De lo mucho y bueno que hiciste, me quedo con Murieron con las botas puestas, de Raoul Walsh, una de mis películas predilectas. ¡Qué buena pareja hacías con Errol Flynn! Era un contraste de caracteres muy fuerte, pero se notaba el aprecio mutuo y quizá algo más, tú sabrás, aunque supongo que a Errol lo calaste desde el primer momento, porque aunque muy jovencita, viste claro que era un bandarra. Inteligente, decidido, generoso y encantador, pero un bandarra. Lo vuestro en la pantalla era eso que ahora califican como química. Seguro que te lo vas a encontrar ahí arriba porque muchas de las tropelías que le adjudicaron eran cosa de otras personas: falsos amigos por los que dio la cara y ayudó a progresar y luego le traicionaron cuando los necesitaba, como Bruce Cabot (el protagonista de King Kong), un verdadero miserable.
La primera vez que te vi fue en La heredera, en un papel que bordaste por la manera de adaptarte al personaje, física y emocionalmente, haciendo comprensibles las razones del padre de Catherine, un excelente pero muy borde Ralph Richardson, al considerarte un mirlo blanco para un experto cazadotes. No tomes en cuenta que no quedara prendado de ti, Olivia; un niño no se enamora de un personaje así. Tuvo que suceder más tarde, viendo reposiciones o incluso estrenos de películas que llegaban tardíamente a España como Robin Hood. Cuando en 1950 estrenaron en España Lo que el viento se llevó, tu marido en la película, Leslie Howard, ya llevaba muerto siete años. Cuando la pude ver por primera vez, ya en los años 70, en una reposición con honores de estreno, habían muerto casi todos los que intervinieron en ella.
De las vistas en su momento, te recuerdo sobre todo en No serás un extraño, un melodrama médico con un reparto estelar, con Robert Mitchum y Frank Sinatra, cuando todavía hacía películas y no chorradas. De todas formas, desde el traslado a Francia, la boda y el nacimiento de tu hijo ya no te prodigabas mucho en la pantalla.

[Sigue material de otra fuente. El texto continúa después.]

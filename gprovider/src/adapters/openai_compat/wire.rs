//! JSON payloads of the `/chat/completions` endpoint and SSE decoding.

use std::collections::BTreeMap;

use serde::{Deserialize, Serialize};
use serde_json::Value;

use crate::{ProviderError, TokenUsage, ToolCall};

use super::types::{CompatChunk, CompatMessage, CompatReply, CompatRequest, CompatTool, FinishReason};

pub(crate) fn build_wire_request(request: CompatRequest) -> Result<WireRequest, ProviderError> {
    if request.messages.is_empty() {
        return Err(ProviderError::invalid_request(
            "chat completion request requires at least one message",
        ));
    }

    let tools = if request.tools.is_empty() {
        None
    } else {
        Some(request.tools.into_iter().map(WireTool::from).collect())
    };

    Ok(WireRequest {
        model: request.model,
        messages: request.messages.into_iter().map(WireMessage::from).collect(),
        tools,
        temperature: request.temperature,
        max_tokens: request.max_tokens,
        stream: request.stream,
    })
}

pub(crate) fn parse_finish_reason(value: Option<&str>) -> FinishReason {
    match value {
        Some("stop") => FinishReason::Stop,
        Some("length") => FinishReason::Length,
        Some("tool_calls") => FinishReason::ToolCalls,
        _ => FinishReason::Other,
    }
}

pub(crate) fn extract_error_message(body: &str) -> Option<String> {
    let parsed = serde_json::from_str::<WireErrorEnvelope>(body).ok()?;
    Some(parsed.error.message)
}

#[derive(Debug, Deserialize)]
struct WireErrorEnvelope {
    error: WireError,
}

#[derive(Debug, Deserialize)]
struct WireError {
    message: String,
}

#[derive(Debug, Serialize)]
pub(crate) struct WireRequest {
    pub model: String,
    pub messages: Vec<WireMessage>,
    #[serde(skip_serializing_if = "Option::is_none")]
    pub tools: Option<Vec<WireTool>>,
    #[serde(skip_serializing_if = "Option::is_none")]
    pub temperature: Option<f32>,
    #[serde(skip_serializing_if = "Option::is_none")]
    pub max_tokens: Option<u32>,
    pub stream: bool,
}

#[derive(Debug, Serialize)]
pub(crate) struct WireMessage {
    pub role: &'static str,
    pub content: Option<String>,
    #[serde(skip_serializing_if = "Vec::is_empty")]
    pub tool_calls: Vec<WireToolCall>,
    #[serde(skip_serializing_if = "Option::is_none")]
    pub tool_call_id: Option<String>,
}

impl From<CompatMessage> for WireMessage {
    fn from(value: CompatMessage) -> Self {
        // Assistant turns that only request tools carry `content: null`.
        let content = if value.content.is_empty() && !value.tool_calls.is_empty() {
            None
        } else {
            Some(value.content)
        };

        Self {
            role: value.role.as_str(),
            content,
            tool_calls: value.tool_calls.into_iter().map(WireToolCall::from).collect(),
            tool_call_id: value.tool_call_id,
        }
    }
}

#[derive(Debug, Serialize)]
pub(crate) struct WireToolCall {
    pub id: String,
    pub r#type: &'static str,
    pub function: WireFunctionCall,
}

impl From<ToolCall> for WireToolCall {
    fn from(value: ToolCall) -> Self {
        Self {
            id: value.id,
            r#type: "function",
            function: WireFunctionCall {
                name: value.name,
                arguments: value.arguments,
            },
        }
    }
}

#[derive(Debug, Serialize, Deserialize)]
pub(crate) struct WireFunctionCall {
    pub name: String,
    pub arguments: String,
}

#[derive(Debug, Serialize)]
pub(crate) struct WireTool {
    pub r#type: &'static str,
    pub function: WireFunction,
}

impl From<CompatTool> for WireTool {
    fn from(value: CompatTool) -> Self {
        Self {
            r#type: "function",
            function: WireFunction {
                name: value.name,
                description: value.description,
                parameters: value.parameters,
            },
        }
    }
}

#[derive(Debug, Serialize)]
pub(crate) struct WireFunction {
    pub name: String,
    pub description: String,
    pub parameters: Value,
}

#[derive(Debug, Deserialize)]
pub(crate) struct WireResponse {
    #[serde(default)]
    model: String,
    choices: Vec<WireChoice>,
    usage: Option<WireUsage>,
}

#[derive(Debug, Deserialize)]
struct WireChoice {
    message: WireAssistantMessage,
    finish_reason: Option<String>,
}

#[derive(Debug, Deserialize)]
struct WireAssistantMessage {
    content: Option<String>,
    tool_calls: Option<Vec<WireResponseToolCall>>,
}

#[derive(Debug, Deserialize)]
struct WireResponseToolCall {
    id: String,
    function: WireFunctionCall,
}

#[derive(Debug, Clone, Copy, Deserialize)]
struct WireUsage {
    #[serde(default)]
    prompt_tokens: u32,
    #[serde(default)]
    completion_tokens: u32,
    #[serde(default)]
    total_tokens: u32,
}

impl From<WireUsage> for TokenUsage {
    fn from(value: WireUsage) -> Self {
        Self {
            input_tokens: value.prompt_tokens,
            output_tokens: value.completion_tokens,
            total_tokens: value.total_tokens,
        }
    }
}

impl TryFrom<WireResponse> for CompatReply {
    type Error = ProviderError;

    fn try_from(value: WireResponse) -> Result<Self, Self::Error> {
        let choice = value
            .choices
            .into_iter()
            .next()
            .ok_or_else(|| ProviderError::transport("completion response did not include choices"))?;

        let tool_calls = choice
            .message
            .tool_calls
            .unwrap_or_default()
            .into_iter()
            .map(|call| ToolCall {
                id: call.id,
                name: call.function.name,
                arguments: call.function.arguments,
            })
            .collect();

        Ok(Self {
            model: value.model,
            content: choice.message.content.unwrap_or_default(),
            tool_calls,
            finish_reason: parse_finish_reason(choice.finish_reason.as_deref()),
            usage: value.usage.map(TokenUsage::from).unwrap_or_default(),
        })
    }
}

#[derive(Debug, Deserialize)]
pub(crate) struct WireStreamResponse {
    #[serde(default)]
    model: Option<String>,
    #[serde(default)]
    choices: Vec<WireStreamChoice>,
    usage: Option<WireUsage>,
}

#[derive(Debug, Deserialize)]
struct WireStreamChoice {
    #[serde(default)]
    delta: WireStreamDelta,
    finish_reason: Option<String>,
}

#[derive(Debug, Default, Deserialize)]
struct WireStreamDelta {
    content: Option<String>,
    tool_calls: Option<Vec<WireDeltaToolCall>>,
}

#[derive(Debug, Deserialize)]
struct WireDeltaToolCall {
    index: Option<u32>,
    id: Option<String>,
    function: Option<WireDeltaFunction>,
}

#[derive(Debug, Deserialize)]
struct WireDeltaFunction {
    name: Option<String>,
    arguments: Option<String>,
}

/// One complete `data:` line pulled out of the byte stream.
#[derive(Debug, Clone, PartialEq, Eq)]
pub(crate) enum SseLine {
    Data(String),
    Done,
}

/// Splits a byte stream into SSE `data:` payloads.
///
/// Bytes are buffered until a full line is available, so multi-byte UTF-8
/// sequences split across network chunks decode correctly.
#[derive(Debug, Default)]
pub(crate) struct SseLineBuffer {
    pending: Vec<u8>,
}

impl SseLineBuffer {
    pub(crate) fn push(&mut self, bytes: &[u8]) -> Vec<SseLine> {
        self.pending.extend_from_slice(bytes);

        let mut lines = Vec::new();
        while let Some(newline) = self.pending.iter().position(|byte| *byte == b'\n') {
            let raw = self.pending.drain(..=newline).collect::<Vec<_>>();
            let line = String::from_utf8_lossy(&raw);
            let line = line.trim();

            let Some(payload) = line.strip_prefix("data:") else {
                continue;
            };

            let payload = payload.trim();
            if payload == "[DONE]" {
                lines.push(SseLine::Done);
            } else if !payload.is_empty() {
                lines.push(SseLine::Data(payload.to_string()));
            }
        }

        lines
    }
}

/// Folds streamed deltas into chunks plus the final assembled reply.
#[derive(Debug)]
pub(crate) struct StreamAccumulator {
    model: String,
    content: String,
    tool_calls: BTreeMap<u32, ToolCall>,
    finish_reason: FinishReason,
    usage: TokenUsage,
}

impl StreamAccumulator {
    pub(crate) fn new(model: impl Into<String>) -> Self {
        Self {
            model: model.into(),
            content: String::new(),
            tool_calls: BTreeMap::new(),
            finish_reason: FinishReason::Other,
            usage: TokenUsage::default(),
        }
    }

    /// Applies one `data:` payload. A payload that is not valid JSON is an error
    /// the caller may skip; the accumulator is left untouched.
    pub(crate) fn apply(&mut self, payload: &str) -> Result<Vec<CompatChunk>, serde_json::Error> {
        let parsed = serde_json::from_str::<WireStreamResponse>(payload)?;
        let mut chunks = Vec::new();

        if let Some(model) = parsed.model
            && !model.is_empty()
        {
            self.model = model;
        }

        if let Some(usage) = parsed.usage {
            self.usage = usage.into();
        }

        let Some(choice) = parsed.choices.into_iter().next() else {
            return Ok(chunks);
        };

        if let Some(delta) = choice.delta.content
            && !delta.is_empty()
        {
            self.content.push_str(&delta);
            chunks.push(CompatChunk::Text(delta));
        }

        for delta_call in choice.delta.tool_calls.unwrap_or_default() {
            let index = delta_call.index.unwrap_or(0);
            let entry = self.tool_calls.entry(index).or_insert_with(|| ToolCall {
                id: format!("tool_call_{index}"),
                name: String::new(),
                arguments: String::new(),
            });

            if let Some(id) = delta_call.id {
                entry.id = id;
            }

            if let Some(function) = delta_call.function {
                if let Some(name) = function.name {
                    entry.name = name;
                }
                if let Some(arguments) = function.arguments {
                    entry.arguments.push_str(&arguments);
                }
            }

            chunks.push(CompatChunk::ToolCall(entry.clone()));
        }

        if choice.finish_reason.is_some() {
            self.finish_reason = parse_finish_reason(choice.finish_reason.as_deref());
        }

        Ok(chunks)
    }

    pub(crate) fn finish(self) -> CompatReply {
        CompatReply {
            model: self.model,
            content: self.content,
            tool_calls: self.tool_calls.into_values().collect(),
            finish_reason: self.finish_reason,
            usage: self.usage,
        }
    }
}
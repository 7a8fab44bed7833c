//! What a registered tool is: a declaration the model sees, plus the code
//! that answers a call to it.
//!
//! Most tools are closures registered through [`ToolRegistry::register_fn`];
//! implement [`Tool`] directly when the tool owns state.
//!
//! ```rust
//! use gprovider::{ParameterKind, ToolDefinition};
//! use gtooling::{FunctionTool, Tool, parse_json_object, required_i64};
//!
//! let lookup = FunctionTool::new(
//!     ToolDefinition::new("stock_level", "Units on hand for a product").param(
//!         "product_no",
//!         ParameterKind::Integer,
//!         "Catalog product number",
//!     ),
//!     |args, _ctx| async move {
//!         let args = parse_json_object(&args)?;
//!         Ok(format!("{} units", required_i64(&args, "product_no")? % 7))
//!     },
//! );
//!
//! assert_eq!(lookup.definition().name, "stock_level");
//! assert_eq!(lookup.definition().parameters.len(), 1);
//! ```
//!
//! [`ToolRegistry::register_fn`]: crate::ToolRegistry::register_fn

use std::future::Future;

use gcommon::BoxFuture;
use gprovider::ToolDefinition;

use crate::{ToolError, ToolExecutionContext};

pub type ToolFuture<'a, T> = BoxFuture<'a, T>;

pub trait Tool: Send + Sync {
    /// Declaration advertised to the model and to MCP clients.
    fn definition(&self) -> &ToolDefinition;

    /// Runs one call. `args_json` is the raw argument object as the model sent it.
    fn invoke<'a>(
        &'a self,
        args_json: &'a str,
        context: &'a ToolExecutionContext,
    ) -> ToolFuture<'a, Result<String, ToolError>>;
}

type BoxedHandler =
    Box<dyn Fn(String, ToolExecutionContext) -> ToolFuture<'static, Result<String, ToolError>> + Send + Sync>;

/// A [`Tool`] backed by an async closure over owned arguments.
pub struct FunctionTool {
    definition: ToolDefinition,
    run: BoxedHandler,
}

impl FunctionTool {
    pub fn new<F, Fut>(definition: ToolDefinition, handler: F) -> Self
    where
        F: Fn(String, ToolExecutionContext) -> Fut + Send + Sync + 'static,
        Fut: Future<Output = Result<String, ToolError>> + Send + 'static,
    {
        Self {
            definition,
            run: Box::new(move |args, context| Box::pin(handler(args, context))),
        }
    }
}

impl std::fmt::Debug for FunctionTool {
    fn fmt(&self, f: &mut std::fmt::Formatter<'_>) -> std::fmt::Result {
        f.debug_struct("FunctionTool")
            .field("name", &self.definition.name)
            .finish_non_exhaustive()
    }
}

impl Tool for FunctionTool {
    fn definition(&self) -> &ToolDefinition {
        &self.definition
    }

    fn invoke<'a>(
        &'a self,
        args_json: &'a str,
        context: &'a ToolExecutionContext,
    ) -> ToolFuture<'a, Result<String, ToolError>> {
        (self.run)(args_json.to_owned(), context.clone())
    }
}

Volviendo a lo esencial: como no sé cómo están las cosas ahí arriba, si ves que San Pedro se pone en plan borde en algún momento, no te aflijas; les pasa a muchos tipos cuando los ponen de porteros, sea en una discoteca o en el Cielo: se vienen arriba y se creen más de lo que son. Si es necesario le montas un pollo, como hiciste con el Jack Warner o, sin ir tan lejos, con el botarate que puso en tu boca lo que no habías dicho. Eneste caso, no ganaste el juicio, pero ten en cuenta que hay jueces que son más tontos que Abundio. Procura, eso sí, no negarle tres veces a San Pedro lo que pregunte, no sea que se piense que te estás pitorreando de él.
Por cierto, Olivia, si ves a Esther Williams o Audrey Hepburn les das recuerdos y les dices que no me olvido de ellas y que ya les escribiré.
Hasta tarde, que yo también quiero llegar a los cien, si es en tan buena forma como tú.